It is obvious that we could create a huge amount of tools to this purpose, and
also that there is a huge market for software that makes game development
easier. What's the sense in creating the 5000th 3D model of a human? Humans
don't change that much. Not even fictional bipeds do. Have you ever heard a
game developer or pundit complain about 'spiraling costs' for game
development? It's because human developers have more and more work to do to
make the games keep track with developments in hardware. It should be obvious
to anybody that this development isn't sustainable; there's no way every room
of a game designed by humans can have even as much detail as the room I'm
sitting in right now. But most of this architecture is predictable, and could
probably be generated by the right program.

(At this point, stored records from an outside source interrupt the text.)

//! Bounded linear reconnection backoff

use rehearsekit_shared::config::ProgressConfig;
use std::time::Duration;

#[derive(Debug, Clone, Copy, PartialEq, Eq)]
pub struct ReconnectPolicy {
    /// Automatic reconnects allowed between two successful opens
    pub max_attempts: u32,
    /// Delay unit; attempt `n` waits `n * base_delay`
    pub base_delay: Duration,
}

impl Default for ReconnectPolicy {
    fn default() -> Self {
        Self {
            max_attempts: 5,
            base_delay: Duration::from_secs(1),
        }
    }
}

impl From<&ProgressConfig> for ReconnectPolicy {
    fn from(config: &ProgressConfig) -> Self {
        Self {
            max_attempts: config.max_reconnect_attempts,
            base_delay: config.reconnect_base_delay(),
        }
    }
}

impl ReconnectPolicy {
    pub fn delay_for(&self, attempt: u32) -> Duration {
        self.base_delay.saturating_mul(attempt)
    }
}

/// Attempt counter for one connection task
#[derive(Debug, Clone)]
pub struct ReconnectBudget {
    policy: ReconnectPolicy,
    attempts: u32,
}

impl ReconnectBudget {
    pub fn new(policy: ReconnectPolicy) -> Self {
        Self {
            policy,
            attempts: 0,
        }
    }

    pub fn attempts(&self) -> u32 {
        self.attempts
    }

    pub fn max_attempts(&self) -> u32 {
        self.policy.max_attempts
    }

    /// Called on every successful open
    pub fn reset(&mut self) {
        self.attempts = 0;
    }

    /// Consume one attempt and return how long to wait before it, or `None` once spent
    pub fn next_delay(&mut self) -> Option<Duration> {
        if self.attempts >= self.policy.max_attempts {
            return None;
        }

        self.attempts += 1;
        Some(self.policy.delay_for(self.attempts))
    }
}
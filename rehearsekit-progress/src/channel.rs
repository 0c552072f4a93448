//! Push channel transport

use async_trait::async_trait;
use futures_util::StreamExt;
use rehearsekit_shared::{RehearseError, Result};
use tokio::net::TcpStream;
use tokio_tungstenite::tungstenite::Message;
use tokio_tungstenite::{connect_async, MaybeTlsStream, WebSocketStream};
use tracing::debug;
use url::Url;

/// Application-level frame read from a channel
#[derive(Debug, Clone, PartialEq, Eq)]
pub enum Frame {
    Text(String),
    Binary(Vec<u8>),
    /// Peer initiated close
    Close,
}

/// An open, receive-only push channel
#[async_trait]
pub trait Channel: Send {
    /// Next frame, or `None` once the underlying stream has ended
    async fn next_frame(&mut self) -> Option<Result<Frame>>;

    /// Close the channel from our side
    async fn close(&mut self);
}

/// Opens push channels
#[async_trait]
pub trait Connector: Send + Sync {
    async fn open(&self, url: &Url) -> Result<Box<dyn Channel>>;
}

/// tokio-tungstenite connector (ws:// and wss:// via rustls)
#[derive(Debug, Clone, Copy, Default)]
pub struct WebSocketConnector;

#[async_trait]
impl Connector for WebSocketConnector {
    async fn open(&self, url: &Url) -> Result<Box<dyn Channel>> {
        let (stream, response) = connect_async(url.as_str())
            .await
            .map_err(|e| RehearseError::Channel(format!("handshake with {url} failed: {e}")))?;

        debug!("Handshake with {} answered {}", url, response.status());
        Ok(Box::new(WebSocketChannel { stream }))
    }
}

struct WebSocketChannel {
    stream: WebSocketStream<MaybeTlsStream<TcpStream>>,
}

#[async_trait]
impl Channel for WebSocketChannel {
    async fn next_frame(&mut self) -> Option<Result<Frame>> {
        loop {
            let message = match self.stream.next().await? {
                Ok(message) => message,
                Err(e) => return Some(Err(RehearseError::Channel(e.to_string()))),
            };

            match message {
                Message::Text(text) => {
                    debug!("Received raw message: {}", text);
                    return Some(Ok(Frame::Text(text)));
                }
                Message::Binary(bytes) => return Some(Ok(Frame::Binary(bytes))),
                Message::Close(frame) => {
                    debug!("Peer closed channel: {:?}", frame);
                    return Some(Ok(Frame::Close));
                }
                // Pings are answered by tungstenite itself
                Message::Ping(_) | Message::Pong(_) | Message::Frame(_) => continue,
            }
        }
    }

    async fn close(&mut self) {
        if let Err(e) = self.stream.close(None).await {
            debug!("Closing channel failed: {}", e);
        }
    }
}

Consider a lower bound of game development costs for this 'generation' of
consoles at 3 million dollars. If even five percent of that cost could be
eliminated by better development tools, that would mean savings (and potential
for profit!) of 150,000 dollars. But the potential savings from automating
menial modeling tasks are a _lot_ higher.

Seriously. We need software to make stuff like this easier. There's a major
can of worms in implications of sorting this out - a lower barrier to entry,
more creative freedom, better-looking games and so on and so on...

------
Tichy
This morality thing was already done nicely in the early Ultimas (I think
starting with IV, or V). I remember the one dungeon where you are attacked by
a monster called "little children". Before you had been trained to never fight
children because it immediately makes you lose your virtues.

I don't think Molyneux approach sounds very scientific, though. What is
scientific about giving game figures an artificial idea of morals? Scientific
for me would be to not make those inbuilt, but let them evolve and see why
certain morals make for more successful societies than others.

Sorry to rant about this, but it is one of my pet peeves with games (like
civilization). They claim to be simulations, but they are not - they are just
projections of the game designers limited perspective and morals. Of course
the same could be said for many books and movies, too. I don't like it there,
either, but somehow I feel that with games it is another dimension. The
pseudo-simulation somehow makes the opinions of the game creators seem more
legitimate.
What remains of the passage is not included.